Oracle ASM Cluster File System (ACFS) tagging was introduced in 11.2.0.2 for Linux. It allows you to group files together across directories or file systems—such as all files used by the HR department or all photos that include your daughters. It also allows you to group together all files in the file system you want to replicate, which means that you do not necessarily have to replicate an entire file system.

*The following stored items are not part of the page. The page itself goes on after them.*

//! Call-site-carrying allocation entry points.
//!
//! These are the audited program's own allocation forms. Each allocation
//! entry point is `#[track_caller]`, so the record carries the file and line
//! of the request — the role the host-language source rewrite (`__FILE__`/
//! `__LINE__` injection) plays in other renditions of this tool. The
//! deallocation entry points carry no provenance; that asymmetry is inherent
//! to the entry points being audited, and release diagnostics therefore
//! always point at the allocation site.
//!
//! Memory on this path comes from the raw platform primitive, not the Rust
//! global allocator: routing it through the global allocator would record
//! every request twice once [`crate::Allocator`] is installed.
//!
//! # Examples
//!
//! ```
//! use leak_tracker::tracked;
//!
//! let value = tracked::alloc_scalar(42_u64);
//! // SAFETY: allocated by `alloc_scalar` above, released exactly once.
//! unsafe {
//!     tracked::free_scalar(value).expect("released with the matching shape");
//! }
//! ```

use std::alloc::{Layout, handle_alloc_error};
use std::ptr::NonNull;

use crate::raw;
use crate::registry::{self, AllocationRecord, AllocationShape, CallSite, ReleaseError};

/// The single funnel every allocation entry point goes through: raw memory
/// first, then the registry record.
fn allocate(layout: Layout, shape: AllocationShape, site: CallSite) -> NonNull<u8> {
    let Some(ptr) = NonNull::new(raw::allocate(layout)) else {
        eprintln!("leak_tracker: failed to allocate {} bytes", layout.size());
        handle_alloc_error(layout);
    };

    registry::with_registry(|registry| {
        registry.record(AllocationRecord::new(
            ptr.addr().get(),
            layout.size(),
            shape,
            site,
        ));
    });
    ptr
}

/// Releases `address` with the requested shape, emitting any diagnostic as a
/// `WARN:` line on stderr.
fn release(address: usize, attempted: AllocationShape) -> Result<(), ReleaseError> {
    let result = registry::with_registry(|registry| registry.release(address, attempted));
    if let Err(error) = &result {
        eprintln!("WARN: {error}");
    }
    result
}

/// Allocates a single value, recording the allocation with the caller's
/// source location and scalar shape.
///
/// Release with [`free_scalar`]. Releasing with [`free_array`] is the shape
/// misuse this crate exists to flag: it warns, but still frees the memory.
///
/// Allocation failure is diagnosed on stderr and then escalated through
/// [`std::alloc::handle_alloc_error`].
///
/// # Examples
///
/// ```
/// use leak_tracker::tracked;
///
/// let counter = tracked::alloc_scalar(0_u32);
/// // SAFETY: `counter` points at the initialized value written above.
/// unsafe {
///     *counter.as_ptr() += 1;
/// }
/// // SAFETY: allocated by `alloc_scalar`, released exactly once.
/// unsafe {
///     tracked::free_scalar(counter).expect("released with the matching shape");
/// }
/// ```
#[must_use]
#[track_caller]
pub fn alloc_scalar<T>(value: T) -> NonNull<T> {
    let site = CallSite::caller();
    let ptr = allocate(Layout::new::<T>(), AllocationShape::Scalar, site).cast::<T>();
    // SAFETY: freshly allocated for `Layout::new::<T>()`, exclusive.
    unsafe { ptr.write(value) };
    ptr
}

/// Allocates storage for `len` values of `T`, recording the allocation with
/// the caller's source location and array shape.
///
/// The storage is zero-initialized bytes; the caller is responsible for
/// initializing elements before reading them as `T`. Release with
/// [`free_array`].
///
/// Allocation failure is diagnosed on stderr and then escalated through
/// [`std::alloc::handle_alloc_error`].
///
/// # Panics
///
/// Panics if the total size of the array overflows `usize`.
#[must_use]
#[track_caller]
pub fn alloc_array<T>(len: usize) -> NonNull<T> {
    let site = CallSite::caller();
    let layout = Layout::array::<T>(len).expect("array size overflows usize");
    let ptr = allocate(layout, AllocationShape::Array, site);
    // SAFETY: freshly allocated block of `layout.size()` writable bytes.
    unsafe { ptr.write_bytes(0, layout.size()) };
    ptr.cast::<T>()
}

/// Releases a scalar allocation made by [`alloc_scalar`].
///
/// The value is dropped in place and the raw memory is returned to the
/// platform allocator on every outcome. A validation failure — wrong shape
/// or unknown pointer — is emitted as a `WARN:` line on stderr and returned,
/// but is not fatal: the program continues and no leak is reported for the
/// address later.
///
/// # Safety
///
/// `ptr` must have been returned by [`alloc_scalar`] (or point at memory
/// from the raw platform allocator holding an initialized `T`) and must not
/// have been released before.
pub unsafe fn free_scalar<T>(ptr: NonNull<T>) -> Result<(), ReleaseError> {
    let result = release(ptr.addr().get(), AllocationShape::Scalar);
    // SAFETY: the caller guarantees an initialized `T`, not yet dropped.
    unsafe { ptr.drop_in_place() };
    // SAFETY: the caller guarantees platform-allocator provenance and single
    //         release.
    unsafe { raw::release(ptr.cast::<u8>().as_ptr()) };
    result
}

/// Releases an array allocation made by [`alloc_array`].
///
/// The raw memory is returned to the platform allocator on every outcome.
/// Element destructors are not run: deallocation requests carry no element
/// count. A validation failure is emitted as a `WARN:` line on stderr and
/// returned, but is not fatal.
///
/// # Safety
///
/// `ptr` must have been returned by [`alloc_array`] (or point at memory from
/// the raw platform allocator) and must not have been released before.
pub unsafe fn free_array<T>(ptr: NonNull<T>) -> Result<(), ReleaseError> {
    let result = release(ptr.addr().get(), AllocationShape::Array);
    // SAFETY: the caller guarantees platform-allocator provenance and single
    //         release.
    unsafe { raw::release(ptr.cast::<u8>().as_ptr()) };
    result
}
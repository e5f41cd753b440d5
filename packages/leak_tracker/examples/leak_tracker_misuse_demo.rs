//! Port of the classic new/delete misuse demo: wrong-shape releases warn
//! immediately on stderr, and anything never released prints as a `LEAK`
//! line when the session drops.

use std::collections::BTreeMap;

use leak_tracker::{Allocator, Session, tracked};

#[global_allocator]
static ALLOCATOR: Allocator<std::alloc::System> = Allocator::system();

fn main() {
    let session = Session::new();

    let wrong_release_scalar = tracked::alloc_scalar(1_i32);
    let wrong_release_array = tracked::alloc_array::<f64>(10);

    // Both of these warn: the shapes are swapped. The memory is still
    // freed, so neither shows up as a leak below.
    // SAFETY: allocated above; each pointer is released exactly once.
    unsafe {
        _ = tracked::free_array(wrong_release_scalar);
        _ = tracked::free_scalar(wrong_release_array);
    }

    let normal = tracked::alloc_array::<i32>(120);
    // SAFETY: allocated as an array on the line above, released once.
    unsafe {
        tracked::free_array(normal).expect("matching shape");
    }

    // Never released: each prints a LEAK line with its call site when the
    // session drops.
    let _scalar_leak = tracked::alloc_scalar(String::from("leaked"));
    let _array_leak = tracked::alloc_array::<f64>(100);

    // Library code allocates through the global-allocator hook; records
    // from this path carry UNKNOWN provenance.
    let mut map = BTreeMap::new();
    map.insert(0, 10);
    drop(map);

    drop(session);
}
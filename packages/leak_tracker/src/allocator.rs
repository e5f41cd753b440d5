//! The global-allocator interception hook.

use std::alloc::{GlobalAlloc, Layout, System};
use std::cell::Cell;
use std::fmt;
use std::sync::atomic::{AtomicU64, Ordering};

use crate::registry::{self, AllocationRecord, AllocationShape, CallSite};

/// Count of allocation requests that entered the intercepted path.
static INTERCEPTED_ALLOCATIONS: AtomicU64 = AtomicU64::new(0);

thread_local! {
    // While raised, the hook forwards to the inner allocator without
    // touching the registry. The auditor raises it around its own report
    // building, so observation cannot re-enter the registry lock.
    static AUDIT_BYPASS: Cell<bool> = const { Cell::new(false) };
}

/// Raises the audit bypass for the current thread until dropped.
pub(crate) struct BypassGuard {
    previous: bool,
}

impl BypassGuard {
    pub(crate) fn raise() -> Self {
        let previous = AUDIT_BYPASS.with(|flag| flag.replace(true));
        Self { previous }
    }
}

impl Drop for BypassGuard {
    fn drop(&mut self) {
        AUDIT_BYPASS.with(|flag| flag.set(self.previous));
    }
}

/// Whether the current thread is bypassing the audit.
///
/// Thread-local storage may already be gone during thread teardown;
/// allocations made that late are treated as bypassed rather than recorded,
/// since their matching deallocation may never reach us.
fn bypassed() -> bool {
    AUDIT_BYPASS.try_with(Cell::get).unwrap_or(true)
}

/// Number of allocation requests intercepted by [`Allocator`] so far,
/// process-wide.
///
/// The registry's own bookkeeping is allocated with a raw platform
/// primitive, outside the intercepted path, so it never contributes here —
/// which is exactly what the regression tests assert.
#[must_use]
pub fn intercepted_allocation_count() -> u64 {
    INTERCEPTED_ALLOCATIONS.load(Ordering::Relaxed)
}

/// A memory allocator wrapper that audits every allocation flowing through
/// the Rust global allocator.
///
/// This is the interception surface for allocations the auditor cannot see
/// the source of: `Box`, `Vec`, `String` and anything else inside opaque
/// library code. Their records carry [`CallSite::UNKNOWN`] provenance and
/// scalar shape. Allocations the audited program makes through the
/// call-site-carrying entry points in [`crate::tracked`] do not pass through
/// here at all.
///
/// # Examples
///
/// ```
/// use leak_tracker::Allocator;
///
/// #[global_allocator]
/// static ALLOCATOR: Allocator<std::alloc::System> = Allocator::system();
/// ```
pub struct Allocator<A: GlobalAlloc> {
    inner: A,
}

impl<A: GlobalAlloc> fmt::Debug for Allocator<A> {
    fn fmt(&self, f: &mut fmt::Formatter<'_>) -> fmt::Result {
        f.debug_struct("Allocator")
            .field("inner", &"<allocator>")
            .finish()
    }
}

impl Allocator<System> {
    /// Creates an auditing allocator backed by the system allocator.
    #[must_use]
    pub const fn system() -> Self {
        Self {
            inner: System,
        }
    }
}

impl<A: GlobalAlloc> Allocator<A> {
    /// Creates an auditing allocator backed by the provided allocator.
    ///
    /// The inner allocator is the raw memory source for the intercepted
    /// path; auditing changes what is recorded, not how memory is obtained.
    #[must_use]
    pub const fn new(inner: A) -> Self {
        Self { inner }
    }

    /// Records a successful allocation, or diagnoses exhaustion.
    fn audit_alloc(&self, ptr: *mut u8, size: usize) {
        INTERCEPTED_ALLOCATIONS.fetch_add(1, Ordering::Relaxed);

        if ptr.is_null() {
            // Diagnose, then let the runtime's own allocation-failure signal
            // take over once the caller sees the null return.
            eprintln!("leak_tracker: failed to allocate {size} bytes");
            return;
        }

        registry::with_registry(|registry| {
            registry.record(AllocationRecord::new(
                ptr.addr(),
                size,
                AllocationShape::Scalar,
                CallSite::UNKNOWN,
            ));
        });
    }
}

// SAFETY: all allocation and deallocation is delegated verbatim to the inner
// allocator, which upholds the `GlobalAlloc` contract; auditing only records
// metadata on the side.
unsafe impl<A: GlobalAlloc> GlobalAlloc for Allocator<A> {
    #[inline]
    unsafe fn alloc(&self, layout: Layout) -> *mut u8 {
        // SAFETY: forwarded verbatim; the caller upholds `layout` validity.
        let ptr = unsafe { self.inner.alloc(layout) };
        if !bypassed() {
            self.audit_alloc(ptr, layout.size());
        }
        ptr
    }

    #[inline]
    unsafe fn alloc_zeroed(&self, layout: Layout) -> *mut u8 {
        // SAFETY: forwarded verbatim; the caller upholds `layout` validity.
        let ptr = unsafe { self.inner.alloc_zeroed(layout) };
        if !bypassed() {
            self.audit_alloc(ptr, layout.size());
        }
        ptr
    }

    #[inline]
    unsafe fn dealloc(&self, ptr: *mut u8, layout: Layout) {
        if !bypassed() {
            // Unknown-pointer results are discarded on this path: every
            // program deallocation reaching the hook had a matching recorded
            // allocation, so the only unmatched releases are bookkeeping the
            // auditor itself bypassed. Shape mismatches cannot occur here
            // because this surface records and releases scalar only.
            _ = registry::with_registry(|registry| {
                registry.release(ptr.addr(), AllocationShape::Scalar)
            });
        }
        // SAFETY: the caller guarantees `ptr` came from this allocator with
        //         the same `layout`.
        unsafe { self.inner.dealloc(ptr, layout) };
    }

    #[inline]
    unsafe fn realloc(&self, ptr: *mut u8, layout: Layout, new_size: usize) -> *mut u8 {
        // SAFETY: forwarded verbatim; the caller upholds the realloc
        //         contract for `ptr`, `layout` and `new_size`.
        let new_ptr = unsafe { self.inner.realloc(ptr, layout, new_size) };
        if bypassed() {
            return new_ptr;
        }

        if new_ptr.is_null() {
            // The old block is still live and stays recorded.
            INTERCEPTED_ALLOCATIONS.fetch_add(1, Ordering::Relaxed);
            eprintln!("leak_tracker: failed to allocate {new_size} bytes");
            return new_ptr;
        }

        registry::with_registry(|registry| {
            _ = registry.release(ptr.addr(), AllocationShape::Scalar);
            registry.record(AllocationRecord::new(
                new_ptr.addr(),
                new_size,
                AllocationShape::Scalar,
                CallSite::UNKNOWN,
            ));
        });
        INTERCEPTED_ALLOCATIONS.fetch_add(1, Ordering::Relaxed);
        new_ptr
    }
}
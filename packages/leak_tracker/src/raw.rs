//! The raw platform allocation primitive.
//!
//! Everything the auditor allocates for itself comes from here, never from
//! the Rust global allocator. Once [`crate::Allocator`] is installed as the
//! global allocator, any bookkeeping routed through `std::alloc` would
//! re-enter the very hook it is bookkeeping for, recursing the first time
//! the registry needs to grow.

use std::alloc::Layout;
use std::ffi::c_void;

/// Alignment that `libc::malloc` already guarantees.
const MALLOC_ALIGN: usize = align_of::<libc::max_align_t>();

/// Requests memory for `layout` from the platform allocator.
///
/// Returns null on exhaustion. The caller decides whether that is fatal.
pub(crate) fn allocate(layout: Layout) -> *mut u8 {
    if layout.align() <= MALLOC_ALIGN {
        // SAFETY: `malloc` has no preconditions.
        unsafe { libc::malloc(layout.size()) }.cast::<u8>()
    } else {
        // `aligned_alloc` requires the size to be a multiple of the
        // alignment. On overflow the oversized request simply fails and the
        // null pointer takes the exhaustion path.
        let size = layout
            .size()
            .checked_next_multiple_of(layout.align())
            .unwrap_or(usize::MAX);
        // SAFETY: `layout.align()` is a power of two per `Layout`'s contract.
        unsafe { libc::aligned_alloc(layout.align(), size) }.cast::<u8>()
    }
}

/// Returns memory obtained from [`allocate`] to the platform allocator.
///
/// # Safety
///
/// `ptr` must have been returned by [`allocate`] and not released before.
pub(crate) unsafe fn release(ptr: *mut u8) {
    // SAFETY: `free` accepts any pointer previously returned by `malloc` or
    //         `aligned_alloc`; the caller guarantees single release.
    unsafe { libc::free(ptr.cast::<c_void>()) }
}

Tags can be up to 32 ASCII characters and can be created on files or directories. Tagging is accomplished by adding files and directories to or removing them from a tag set with the acfsutil tag set/unset command. If you tag a directory, only files created after that time will also inherit the tag—so you’d have to add the existing files manually.
Here’s how you add files:
[root]# /sbin/acfsutil tag set mycriticalfiles /u02/app/oracle/acfsdbhome1/emergency_procedures
Or you can add a whole directory’s contents:
[root]# /sbin/acfsutil tag set -r myrdbmslogs /u02/app/oracle/diag/rdbms/
You can see the files in the tag set using the acfsutil tag info command:
[root]# /sbin/acfsutil tag info -t mycriticalfiles /u02/app/oracle/acfsdbhome1/emergency_procedures
And you can remove them using unset:
/sbin/acfsutil tag unset –r myrdbmslogs /u02/app/oracle/diag/rdbms/
NOTE
Tagging uses file extended attributes, and some operating system tools will clear those attributes when writing back a file, unless specific flags are used. For example, tar requires the –xattrs flag to keep attribute data, and vi requires the bkc=yes switch to ensure that the new file retains the tags and not the old copy. For mv and cp, you will need to be on Oracle Enterprise Linux 5 Update 4 and install coreutils-5.97-23.el5_4.1.src.rpm (32-bit) or coreutils-5.97-23.el5_4.2.x86_64.rpm (64-bit) or later to get the commands that preserve extended attributes. You should check the Oracle ASM Storage Administrator’s Guide for the full set of requirements and test the tools before using them in production, because the tags can be lost.